* [Directions]: Could you return the listing below exactly, with every line intact?

▼

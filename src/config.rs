//! Configuration for the camera viewer
//!
//! Loads configuration from a TOML file, either the path given on the
//! command line or `~/.config/x-ipc-viewer/config.toml`.

use anyhow::{Context, Result};
use serde::{Deserialize, Serialize};
use std::fs;
use std::path::{Path, PathBuf};
use tracing::{debug, info};

use crate::error::{WmError, WmResult};
use crate::layout::{Layout, Rect};

/// Main configuration structure
#[derive(Debug, Clone, Serialize, Deserialize)]
pub struct Config {
    /// Fill color for areas not covered by video (hex: 0xRRGGBB)
    #[serde(default)]
    pub background: u32,
    /// Ask the running window manager to show the viewer fullscreen
    #[serde(default = "default_true")]
    pub fullscreen: bool,
    #[serde(default)]
    pub layout: LayoutConfig,
    #[serde(default)]
    pub player: PlayerConfig,
    #[serde(default)]
    pub windows: Vec<WindowConfig>,
}

/// Layout selection: `layout = "auto"` or `[layout] manual = [...]`
#[derive(Debug, Clone, PartialEq, Serialize, Deserialize)]
#[serde(untagged)]
pub enum LayoutConfig {
    Auto(AutoMarker),
    Manual { manual: Vec<Rect> },
}

#[derive(Debug, Clone, Copy, PartialEq, Serialize, Deserialize)]
#[serde(rename_all = "lowercase")]
pub enum AutoMarker {
    Auto,
}

impl Default for LayoutConfig {
    fn default() -> Self {
        LayoutConfig::Auto(AutoMarker::Auto)
    }
}

impl LayoutConfig {
    #[cfg(test)]
    pub fn is_auto(&self) -> bool {
        matches!(self, LayoutConfig::Auto(_))
    }

    pub fn to_layout(&self) -> Layout {
        match self {
            LayoutConfig::Auto(_) => Layout::Grid,
            LayoutConfig::Manual { manual } => Layout::Manual(manual.clone()),
        }
    }
}

/// Settings shared by every player instance
#[derive(Debug, Clone, Serialize, Deserialize)]
pub struct PlayerConfig {
    /// Hardware decoding and GPU video output
    #[serde(default)]
    pub gpu: bool,
    /// Player executable
    #[serde(default = "default_binary")]
    pub binary: String,
    /// How long to wait for a player to open its IPC socket
    #[serde(default = "default_startup_timeout")]
    pub startup_timeout_ms: u64,
}

impl Default for PlayerConfig {
    fn default() -> Self {
        Self {
            gpu: false,
            binary: default_binary(),
            startup_timeout_ms: default_startup_timeout(),
        }
    }
}

/// One camera
#[derive(Debug, Clone, Default, Serialize, Deserialize)]
pub struct WindowConfig {
    /// Primary (full resolution) stream
    pub main: String,
    /// Secondary (low resolution) stream, shown while the tile is small
    #[serde(default)]
    pub sub: Option<String>,
    /// Extra flags passed to the player verbatim
    #[serde(default)]
    pub flags: Vec<String>,
    #[serde(default)]
    pub low_latency: bool,
    /// Where the main stream is drawn inside the tile; whole tile if unset
    #[serde(default)]
    pub main_rect: Option<Rect>,
    /// Where the sub stream is drawn inside the tile; falls back to `main_rect`
    #[serde(default)]
    pub sub_rect: Option<Rect>,
}

fn default_true() -> bool {
    true
}

fn default_binary() -> String {
    "mpv".to_string()
}

fn default_startup_timeout() -> u64 {
    5000
}

impl Config {
    /// Load configuration from `path`, or from the default location
    pub fn load(path: Option<&Path>) -> Result<Self> {
        let config_path = match path {
            Some(p) => p.to_path_buf(),
            None => Self::config_path()?,
        };

        let content = fs::read_to_string(&config_path)
            .with_context(|| format!("Failed to read config file {:?}", config_path))?;

        let config = Self::parse(&content)
            .with_context(|| format!("Failed to parse config file {:?}", config_path))?;

        info!("Configuration loaded from {:?}", config_path);
        debug!("Config: {:?}", config);

        Ok(config)
    }

    pub fn parse(content: &str) -> Result<Self> {
        Ok(toml::from_str(content)?)
    }

    /// Get the path to the default config file
    fn config_path() -> Result<PathBuf> {
        let config_dir = dirs::config_dir()
            .context("Failed to get config directory")?
            .join("x-ipc-viewer");

        Ok(config_dir.join("config.toml"))
    }

    /// Reject documents that cannot produce a working mosaic
    pub fn validate(&self) -> WmResult<()> {
        if self.windows.is_empty() {
            return Err(WmError::Configuration("no windows configured".into()));
        }

        for (i, window) in self.windows.iter().enumerate() {
            if window.main.trim().is_empty() {
                return Err(WmError::Configuration(format!(
                    "window {} has an empty main stream url",
                    i
                )));
            }
            if matches!(&window.sub, Some(sub) if sub.trim().is_empty()) {
                return Err(WmError::Configuration(format!(
                    "window {} has an empty sub stream url",
                    i
                )));
            }
        }

        self.layout.to_layout().validate(self.windows.len())
    }
}

#[cfg(test)]
mod tests {
    use super::*;

    const SAMPLE: &str = r#"
        background = 0x101010

        [player]
        gpu = true

        [[windows]]
        main = "rtsp://cam1/main"
        sub = "rtsp://cam1/sub"
        low_latency = true

        [[windows]]
        main = "rtsp://cam2/main"
        flags = ["--no-audio"]
        main_rect = { x = 0, y = 0, width = 320, height = 240 }
    "#;

    #[test]
    fn test_parse_auto_layout() {
        let config = Config::parse(SAMPLE).unwrap();
        assert!(config.layout.is_auto());
        assert!(config.fullscreen);
        assert_eq!(config.background, 0x101010);
        assert!(config.player.gpu);
        assert_eq!(config.player.binary, "mpv");
        assert_eq!(config.windows.len(), 2);
        assert_eq!(config.windows[0].sub.as_deref(), Some("rtsp://cam1/sub"));
        assert_eq!(config.windows[1].flags, vec!["--no-audio".to_string()]);
        assert_eq!(config.windows[1].main_rect, Some(Rect::new(0, 0, 320, 240)));
        assert!(config.validate().is_ok());
    }

    #[test]
    fn test_parse_explicit_auto() {
        let config = Config::parse("layout = \"auto\"\n[[windows]]\nmain = \"a\"").unwrap();
        assert_eq!(config.layout.to_layout(), Layout::Grid);
    }

    #[test]
    fn test_manual_layout_count_mismatch() {
        let doc = r#"
            [layout]
            manual = [
                { x = 0, y = 0, width = 960, height = 1080 },
                { x = 960, y = 0, width = 960, height = 1080 },
            ]

            [[windows]]
            main = "a"
            [[windows]]
            main = "b"
            [[windows]]
            main = "c"
        "#;
        let config = Config::parse(doc).unwrap();
        assert!(!config.layout.is_auto());
        assert!(matches!(config.validate(), Err(WmError::Configuration(_))));
    }

    #[test]
    fn test_validate_rejects_empty() {
        let config = Config::parse("").unwrap();
        assert!(matches!(config.validate(), Err(WmError::Configuration(_))));

        let config = Config::parse("[[windows]]\nmain = \" \"").unwrap();
        assert!(config.validate().is_err());
    }

    #[test]
    fn test_load_missing_file() {
        let path = std::env::temp_dir().join("x-ipc-viewer-does-not-exist.toml");
        assert!(Config::load(Some(&path)).is_err());
    }
}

▲

* [Output]:
filename src/config.rs
//! Configuration for the camera viewer
//!
//! Loads configuration from a TOML file, either the path given on the
//! command line or `~/.config/x-ipc-viewer/config.toml`.

use anyhow::{Context, Result};
use serde::{Deserialize, Serialize};
use std::fs;
use std::path::{Path, PathBuf};
use tracing::{debug, info};

use crate::error::{WmError, WmResult};
use crate::layout::{Layout, Rect};

/// Main configuration structure
#[derive(Debug, Clone, Serialize, Deserialize)]
pub struct Config {
    /// Fill color for areas not covered by video (hex: 0xRRGGBB)
    #[serde(default)]
    pub background: u32,
    /// Ask the running window manager to show the viewer fullscreen
    #[serde(default = "default_true")]
    pub fullscreen: bool,
    #[serde(default)]
    pub layout: LayoutConfig,
    #[serde(default)]
    pub player: PlayerConfig,
    #[serde(default)]
    pub windows: Vec<WindowConfig>,
}

/// Layout selection: `layout = "auto"` or `[layout] manual = [...]`
#[derive(Debug, Clone, PartialEq, Serialize, Deserialize)]
#[serde(untagged)]
pub enum LayoutConfig {
    Auto(AutoMarker),
    Manual { manual: Vec<Rect> },
}

#[derive(Debug, Clone, Copy, PartialEq, Serialize, Deserialize)]
#[serde(rename_all = "lowercase")]
pub enum AutoMarker {
    Auto,
}

impl Default for LayoutConfig {
    fn default() -> Self {
        LayoutConfig::Auto(AutoMarker::Auto)
    }
}

impl LayoutConfig {
    #[cfg(test)]
    pub fn is_auto(&self) -> bool {
        matches!(self, LayoutConfig::Auto(_))
    }

    pub fn to_layout(&self) -> Layout {
        match self {
            LayoutConfig::Auto(_) => Layout::Grid,
            LayoutConfig::Manual { manual } => Layout::Manual(manual.clone()),
        }
    }
}

/// Settings shared by every player instance
#[derive(Debug, Clone, Serialize, Deserialize)]
pub struct PlayerConfig {
    /// Hardware decoding and GPU video output
    #[serde(default)]
    pub gpu: bool,
    /// Player executable
    #[serde(default = "default_binary")]
    pub binary: String,
    /// How long to wait for a player to open its IPC socket
    #[serde(default = "default_startup_timeout")]
    pub startup_timeout_ms: u64,
}

impl Default for PlayerConfig {
    fn default() -> Self {
        Self {
            gpu: false,
            binary: default_binary(),
            startup_timeout_ms: default_startup_timeout(),
        }
    }
}

/// One camera
#[derive(Debug, Clone, Default, Serialize, Deserialize)]
pub struct WindowConfig {
    /// Primary (full resolution) stream
    pub main: String,
    /// Secondary (low resolution) stream, shown while the tile is small
    #[serde(default)]
    pub sub: Option<String>,
    /// Extra flags passed to the player verbatim
    #[serde(default)]
    pub flags: Vec<String>,
    #[serde(default)]
    pub low_latency: bool,
    /// Where the main stream is drawn inside the tile; whole tile if unset
    #[serde(default)]
    pub main_rect: Option<Rect>,
    /// Where the sub stream is drawn inside the tile; falls back to `main_rect`
    #[serde(default)]
    pub sub_rect: Option<Rect>,
}

fn default_true() -> bool {
    true
}

fn default_binary() -> String {
    "mpv".to_string()
}

fn default_startup_timeout() -> u64 {
    5000
}

impl Config {
    /// Load configuration from `path`, or from the default location
    pub fn load(path: Option<&Path>) -> Result<Self> {
        let config_path = match path {
            Some(p) => p.to_path_buf(),
            None => Self::config_path()?,
        };

        let content = fs::read_to_string(&config_path)
            .with_context(|| format!("Failed to read config file {:?}", config_path))?;

        let config = Self::parse(&content)
            .with_context(|| format!("Failed to parse config file {:?}", config_path))?;

        info!("Configuration loaded from {:?}", config_path);
        debug!("Config: {:?}", config);

        Ok(config)
    }

    pub fn parse(content: &str) -> Result<Self> {
        Ok(toml::from_str(content)?)
    }

    /// Get the path to the default config file
    fn config_path() -> Result<PathBuf> {
        let config_dir = dirs::config_dir()
            .context("Failed to get config directory")?
            .join("x-ipc-viewer");

        Ok(config_dir.join("config.toml"))
    }

    /// Reject documents that cannot produce a working mosaic
    pub fn validate(&self) -> WmResult<()> {
        if self.windows.is_empty() {
            return Err(WmError::Configuration("no windows configured".into()));
        }

        for (i, window) in self.windows.iter().enumerate() {
            if window.main.trim().is_empty() {
                return Err(WmError::Configuration(format!(
                    "window {} has an empty main stream url",
                    i
                )));
            }
            if matches!(&window.sub, Some(sub) if sub.trim().is_empty()) {
                return Err(WmError::Configuration(format!(
                    "window {} has an empty sub stream url",
                    i
                )));
            }
        }

        self.layout.to_layout().validate(self.windows.len())
    }
}

#[cfg(test)]
mod tests {
    use super::*;

    const SAMPLE: &str = r#"
        background = 0x101010

        [player]
        gpu = true

        [[windows]]
        main = "rtsp://cam1/main"
        sub = "rtsp://cam1/sub"
        low_latency = true

        [[windows]]
        main = "rtsp://cam2/main"
        flags = ["--no-audio"]
        main_rect = { x = 0, y = 0, width = 320, height = 240 }
    "#;

    #[test]
    fn test_parse_auto_layout() {
        let config = Config::parse(SAMPLE).unwrap();
        assert!(config.layout.is_auto());
        assert!(config.fullscreen);
        assert_eq!(config.background, 0x101010);
        assert!(config.player.gpu);
        assert_eq!(config.player.binary, "mpv");
        assert_eq!(config.windows.len(), 2);
        assert_eq!(config.windows[0].sub.as_deref(), Some("rtsp://cam1/sub"));
        assert_eq!(config.windows[1].flags, vec!["--no-audio".to_string()]);
        assert_eq!(config.windows[1].main_rect, Some(Rect::new(0, 0, 320, 240)));
        assert!(config.validate().is_ok());
    }

    #[test]
    fn test_parse_explicit_auto() {
        let config = Config::parse("layout = \"auto\"\n[[windows]]\nmain = \"a\"").unwrap();
        assert_eq!(config.layout.to_layout(), Layout::Grid);
    }

    #[test]
    fn test_manual_layout_count_mismatch() {
        let doc = r#"
            [layout]
            manual = [
                { x = 0, y = 0, width = 960, height = 1080 },
                { x = 960, y = 0, width = 960, height = 1080 },
            ]

            [[windows]]
            main = "a"
            [[windows]]
            main = "b"
            [[windows]]
            main = "c"
        "#;
        let config = Config::parse(doc).unwrap();
        assert!(!config.layout.is_auto());
        assert!(matches!(config.validate(), Err(WmError::Configuration(_))));
    }

    #[test]
    fn test_validate_rejects_empty() {
        let config = Config::parse("").unwrap();
        assert!(matches!(config.validate(), Err(WmError::Configuration(_))));

        let config = Config::parse("[[windows]]\nmain = \" \"").unwrap();
        assert!(config.validate().is_err());
    }

    #[test]
    fn test_load_missing_file() {
        let path = std::env::temp_dir().join("x-ipc-viewer-does-not-exist.toml");
        assert!(Config::load(Some(&path)).is_err());
    }
}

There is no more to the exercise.